Could you give back the listing below exactly, every line included?
[[ Data to use open ]]
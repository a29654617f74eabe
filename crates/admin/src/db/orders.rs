//! Order queries and statistics aggregation.

use rust_decimal::Decimal;
use sqlx::PgPool;

use boutique_core::{ListParams, OrderId, OrderStatus, Page, PageMeta};

use crate::models::{Order, OrderCustomer, OrderWithCustomer};

use super::{RepositoryError, like_pattern};

const ORDER_COLUMNS: &str = "o.id, o.order_number, o.user_id, o.products, o.shipping_info, \
     o.shipping_cost, o.total, o.payment_method, o.status, o.created_at, o.updated_at";

/// Per-status order totals.
#[derive(Debug, Clone, sqlx::FromRow)]
pub struct StatusStat {
    /// The status bucket.
    pub status: OrderStatus,
    /// Number of orders in this status.
    pub count: i64,
    /// Sum of order totals in this status.
    pub total_amount: Decimal,
}

/// Per-calendar-month order totals.
#[derive(Debug, Clone, sqlx::FromRow)]
pub struct MonthlyStat {
    /// Month key in `YYYY-MM` form.
    pub month: String,
    /// Number of orders placed that month.
    pub count: i64,
    /// Sum of order totals that month.
    pub total_amount: Decimal,
}

/// Per-delivery-zone order totals.
#[derive(Debug, Clone, sqlx::FromRow)]
pub struct ZoneStat {
    /// Delivery zone from the shipping snapshot.
    pub zone: String,
    /// Number of orders shipped to this zone.
    pub count: i64,
    /// Sum of order totals shipped to this zone.
    pub total_amount: Decimal,
}

#[derive(sqlx::FromRow)]
struct OrderWithCustomerRow {
    #[sqlx(flatten)]
    order: Order,
    customer_firstname: Option<String>,
    customer_lastname: Option<String>,
    customer_email: Option<String>,
}

impl From<OrderWithCustomerRow> for OrderWithCustomer {
    fn from(row: OrderWithCustomerRow) -> Self {
        let user = match (
            row.customer_firstname,
            row.customer_lastname,
            row.customer_email,
        ) {
            (Some(firstname), Some(lastname), Some(email)) => Some(OrderCustomer {
                firstname,
                lastname,
                email,
            }),
            _ => None,
        };
        Self {
            order: row.order,
            user,
        }
    }
}

/// Repository for orders.
pub struct OrderRepository<'a> {
    pool: &'a PgPool,
}

impl<'a> OrderRepository<'a> {
    /// Create a new repository backed by the given pool.
    #[must_use]
    pub const fn new(pool: &'a PgPool) -> Self {
        Self { pool }
    }

    /// List orders, newest first, each joined with its customer's basic
    /// fields. Optional substring search on the order number and the
    /// customer's name and email, plus an optional status filter.
    ///
    /// # Errors
    ///
    /// Returns `RepositoryError::Database` on query failure.
    pub async fn list(
        &self,
        params: &ListParams,
        status: Option<OrderStatus>,
    ) -> Result<Page<OrderWithCustomer>, RepositoryError> {
        let pattern = params.search().map(like_pattern);
        let status = status.map(|s| s.as_str());

        let total: i64 = sqlx::query_scalar(
            r#"
            SELECT COUNT(*)
            FROM store."order" o
            LEFT JOIN store."user" u ON u.id = o.user_id
            WHERE ($1::text IS NULL
                   OR o.order_number ILIKE $1
                   OR u.firstname ILIKE $1
                   OR u.lastname ILIKE $1
                   OR u.email ILIKE $1)
              AND ($2::text IS NULL OR o.status = $2)
            "#,
        )
        .bind(&pattern)
        .bind(status)
        .fetch_one(self.pool)
        .await?;

        let rows = sqlx::query_as::<_, OrderWithCustomerRow>(&format!(
            r#"
            SELECT {ORDER_COLUMNS},
                   u.firstname AS customer_firstname,
                   u.lastname  AS customer_lastname,
                   u.email     AS customer_email
            FROM store."order" o
            LEFT JOIN store."user" u ON u.id = o.user_id
            WHERE ($1::text IS NULL
                   OR o.order_number ILIKE $1
                   OR u.firstname ILIKE $1
                   OR u.lastname ILIKE $1
                   OR u.email ILIKE $1)
              AND ($2::text IS NULL OR o.status = $2)
            ORDER BY o.created_at DESC
            LIMIT $3 OFFSET $4
            "#
        ))
        .bind(&pattern)
        .bind(status)
        .bind(params.limit())
        .bind(params.offset())
        .fetch_all(self.pool)
        .await?;

        Ok(Page {
            records: rows.into_iter().map(Into::into).collect(),
            meta: PageMeta::new(total, params),
        })
    }

    /// Move an order to a new status and return the updated order joined
    /// with its customer.
    ///
    /// # Errors
    ///
    /// Returns `RepositoryError::NotFound` if no order has this ID,
    /// `RepositoryError::Database` on query failure.
    pub async fn update_status(
        &self,
        id: OrderId,
        status: OrderStatus,
    ) -> Result<OrderWithCustomer, RepositoryError> {
        let row = sqlx::query_as::<_, OrderWithCustomerRow>(&format!(
            r#"
            WITH updated AS (
                UPDATE store."order"
                SET status = $2, updated_at = now()
                WHERE id = $1
                RETURNING *
            )
            SELECT {ORDER_COLUMNS},
                   u.firstname AS customer_firstname,
                   u.lastname  AS customer_lastname,
                   u.email     AS customer_email
            FROM updated o
            LEFT JOIN store."user" u ON u.id = o.user_id
            "#
        ))
        .bind(id)
        .bind(status)
        .fetch_optional(self.pool)
        .await?
        .ok_or(RepositoryError::NotFound)?;

        Ok(row.into())
    }

    /// Order count and revenue per status, over all orders.
    ///
    /// # Errors
    ///
    /// Returns `RepositoryError::Database` on query failure.
    pub async fn status_stats(&self) -> Result<Vec<StatusStat>, RepositoryError> {
        let stats = sqlx::query_as::<_, StatusStat>(
            r#"
            SELECT status, COUNT(*) AS count, COALESCE(SUM(total), 0) AS total_amount
            FROM store."order"
            GROUP BY status
            "#,
        )
        .fetch_all(self.pool)
        .await?;

        Ok(stats)
    }

    /// Order count and revenue per calendar month, for months inside the
    /// trailing six-month window that have at least one order. Ascending by
    /// month; callers zero-fill the gaps. Months are bucketed in UTC
    /// regardless of the database server's time zone.
    ///
    /// # Errors
    ///
    /// Returns `RepositoryError::Database` on query failure.
    pub async fn monthly_stats(&self) -> Result<Vec<MonthlyStat>, RepositoryError> {
        let stats = sqlx::query_as::<_, MonthlyStat>(
            r#"
            SELECT to_char(date_trunc('month', created_at AT TIME ZONE 'UTC'), 'YYYY-MM') AS month,
                   COUNT(*) AS count,
                   COALESCE(SUM(total), 0) AS total_amount
            FROM store."order"
            WHERE (created_at AT TIME ZONE 'UTC')
                  >= date_trunc('month', now() AT TIME ZONE 'UTC') - INTERVAL '5 months'
            GROUP BY 1
            ORDER BY 1
            "#,
        )
        .fetch_all(self.pool)
        .await?;

        Ok(stats)
    }

    /// Order counts grouped by the shipping snapshot's delivery zone, busiest
    /// first. Orders without a zone land in the `unspecified` bucket.
    ///
    /// # Errors
    ///
    /// Returns `RepositoryError::Database` on query failure.
    pub async fn shipping_zone_stats(&self) -> Result<Vec<ZoneStat>, RepositoryError> {
        let stats = sqlx::query_as::<_, ZoneStat>(
            r#"
            SELECT COALESCE(NULLIF(shipping_info->>'delivery', ''), 'unspecified') AS zone,
                   COUNT(*) AS count,
                   COALESCE(SUM(total), 0) AS total_amount
            FROM store."order"
            GROUP BY 1
            ORDER BY count DESC, zone
            "#,
        )
        .fetch_all(self.pool)
        .await?;

        Ok(stats)
    }
}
[[ Data to use closed ]]
Solution to this problem:
repository a29654617f74eabe
filename crates/admin/src/db/orders.rs
//! Order queries and statistics aggregation.

use rust_decimal::Decimal;
use sqlx::PgPool;

use boutique_core::{ListParams, OrderId, OrderStatus, Page, PageMeta};

use crate::models::{Order, OrderCustomer, OrderWithCustomer};

use super::{RepositoryError, like_pattern};

const ORDER_COLUMNS: &str = "o.id, o.order_number, o.user_id, o.products, o.shipping_info, \
     o.shipping_cost, o.total, o.payment_method, o.status, o.created_at, o.updated_at";

/// Per-status order totals.
#[derive(Debug, Clone, sqlx::FromRow)]
pub struct StatusStat {
    /// The status bucket.
    pub status: OrderStatus,
    /// Number of orders in this status.
    pub count: i64,
    /// Sum of order totals in this status.
    pub total_amount: Decimal,
}

/// Per-calendar-month order totals.
#[derive(Debug, Clone, sqlx::FromRow)]
pub struct MonthlyStat {
    /// Month key in `YYYY-MM` form.
    pub month: String,
    /// Number of orders placed that month.
    pub count: i64,
    /// Sum of order totals that month.
    pub total_amount: Decimal,
}

/// Per-delivery-zone order totals.
#[derive(Debug, Clone, sqlx::FromRow)]
pub struct ZoneStat {
    /// Delivery zone from the shipping snapshot.
    pub zone: String,
    /// Number of orders shipped to this zone.
    pub count: i64,
    /// Sum of order totals shipped to this zone.
    pub total_amount: Decimal,
}

#[derive(sqlx::FromRow)]
struct OrderWithCustomerRow {
    #[sqlx(flatten)]
    order: Order,
    customer_firstname: Option<String>,
    customer_lastname: Option<String>,
    customer_email: Option<String>,
}

impl From<OrderWithCustomerRow> for OrderWithCustomer {
    fn from(row: OrderWithCustomerRow) -> Self {
        let user = match (
            row.customer_firstname,
            row.customer_lastname,
            row.customer_email,
        ) {
            (Some(firstname), Some(lastname), Some(email)) => Some(OrderCustomer {
                firstname,
                lastname,
                email,
            }),
            _ => None,
        };
        Self {
            order: row.order,
            user,
        }
    }
}

/// Repository for orders.
pub struct OrderRepository<'a> {
    pool: &'a PgPool,
}

impl<'a> OrderRepository<'a> {
    /// Create a new repository backed by the given pool.
    #[must_use]
    pub const fn new(pool: &'a PgPool) -> Self {
        Self { pool }
    }

    /// List orders, newest first, each joined with its customer's basic
    /// fields. Optional substring search on the order number and the
    /// customer's name and email, plus an optional status filter.
    ///
    /// # Errors
    ///
    /// Returns `RepositoryError::Database` on query failure.
    pub async fn list(
        &self,
        params: &ListParams,
        status: Option<OrderStatus>,
    ) -> Result<Page<OrderWithCustomer>, RepositoryError> {
        let pattern = params.search().map(like_pattern);
        let status = status.map(|s| s.as_str());

        let total: i64 = sqlx::query_scalar(
            r#"
            SELECT COUNT(*)
            FROM store."order" o
            LEFT JOIN store."user" u ON u.id = o.user_id
            WHERE ($1::text IS NULL
                   OR o.order_number ILIKE $1
                   OR u.firstname ILIKE $1
                   OR u.lastname ILIKE $1
                   OR u.email ILIKE $1)
              AND ($2::text IS NULL OR o.status = $2)
            "#,
        )
        .bind(&pattern)
        .bind(status)
        .fetch_one(self.pool)
        .await?;

        let rows = sqlx::query_as::<_, OrderWithCustomerRow>(&format!(
            r#"
            SELECT {ORDER_COLUMNS},
                   u.firstname AS customer_firstname,
                   u.lastname  AS customer_lastname,
                   u.email     AS customer_email
            FROM store."order" o
            LEFT JOIN store."user" u ON u.id = o.user_id
            WHERE ($1::text IS NULL
                   OR o.order_number ILIKE $1
                   OR u.firstname ILIKE $1
                   OR u.lastname ILIKE $1
                   OR u.email ILIKE $1)
              AND ($2::text IS NULL OR o.status = $2)
            ORDER BY o.created_at DESC
            LIMIT $3 OFFSET $4
            "#
        ))
        .bind(&pattern)
        .bind(status)
        .bind(params.limit())
        .bind(params.offset())
        .fetch_all(self.pool)
        .await?;

        Ok(Page {
            records: rows.into_iter().map(Into::into).collect(),
            meta: PageMeta::new(total, params),
        })
    }

    /// Move an order to a new status and return the updated order joined
    /// with its customer.
    ///
    /// # Errors
    ///
    /// Returns `RepositoryError::NotFound` if no order has this ID,
    /// `RepositoryError::Database` on query failure.
    pub async fn update_status(
        &self,
        id: OrderId,
        status: OrderStatus,
    ) -> Result<OrderWithCustomer, RepositoryError> {
        let row = sqlx::query_as::<_, OrderWithCustomerRow>(&format!(
            r#"
            WITH updated AS (
                UPDATE store."order"
                SET status = $2, updated_at = now()
                WHERE id = $1
                RETURNING *
            )
            SELECT {ORDER_COLUMNS},
                   u.firstname AS customer_firstname,
                   u.lastname  AS customer_lastname,
                   u.email     AS customer_email
            FROM updated o
            LEFT JOIN store."user" u ON u.id = o.user_id
            "#
        ))
        .bind(id)
        .bind(status)
        .fetch_optional(self.pool)
        .await?
        .ok_or(RepositoryError::NotFound)?;

        Ok(row.into())
    }

    /// Order count and revenue per status, over all orders.
    ///
    /// # Errors
    ///
    /// Returns `RepositoryError::Database` on query failure.
    pub async fn status_stats(&self) -> Result<Vec<StatusStat>, RepositoryError> {
        let stats = sqlx::query_as::<_, StatusStat>(
            r#"
            SELECT status, COUNT(*) AS count, COALESCE(SUM(total), 0) AS total_amount
            FROM store."order"
            GROUP BY status
            "#,
        )
        .fetch_all(self.pool)
        .await?;

        Ok(stats)
    }

    /// Order count and revenue per calendar month, for months inside the
    /// trailing six-month window that have at least one order. Ascending by
    /// month; callers zero-fill the gaps. Months are bucketed in UTC
    /// regardless of the database server's time zone.
    ///
    /// # Errors
    ///
    /// Returns `RepositoryError::Database` on query failure.
    pub async fn monthly_stats(&self) -> Result<Vec<MonthlyStat>, RepositoryError> {
        let stats = sqlx::query_as::<_, MonthlyStat>(
            r#"
            SELECT to_char(date_trunc('month', created_at AT TIME ZONE 'UTC'), 'YYYY-MM') AS month,
                   COUNT(*) AS count,
                   COALESCE(SUM(total), 0) AS total_amount
            FROM store."order"
            WHERE (created_at AT TIME ZONE 'UTC')
                  >= date_trunc('month', now() AT TIME ZONE 'UTC') - INTERVAL '5 months'
            GROUP BY 1
            ORDER BY 1
            "#,
        )
        .fetch_all(self.pool)
        .await?;

        Ok(stats)
    }

    /// Order counts grouped by the shipping snapshot's delivery zone, busiest
    /// first. Orders without a zone land in the `unspecified` bucket.
    ///
    /// # Errors
    ///
    /// Returns `RepositoryError::Database` on query failure.
    pub async fn shipping_zone_stats(&self) -> Result<Vec<ZoneStat>, RepositoryError> {
        let stats = sqlx::query_as::<_, ZoneStat>(
            r#"
            SELECT COALESCE(NULLIF(shipping_info->>'delivery', ''), 'unspecified') AS zone,
                   COUNT(*) AS count,
                   COALESCE(SUM(total), 0) AS total_amount
            FROM store."order"
            GROUP BY 1
            ORDER BY count DESC, zone
            "#,
        )
        .fetch_all(self.pool)
        .await?;

        Ok(stats)
    }
}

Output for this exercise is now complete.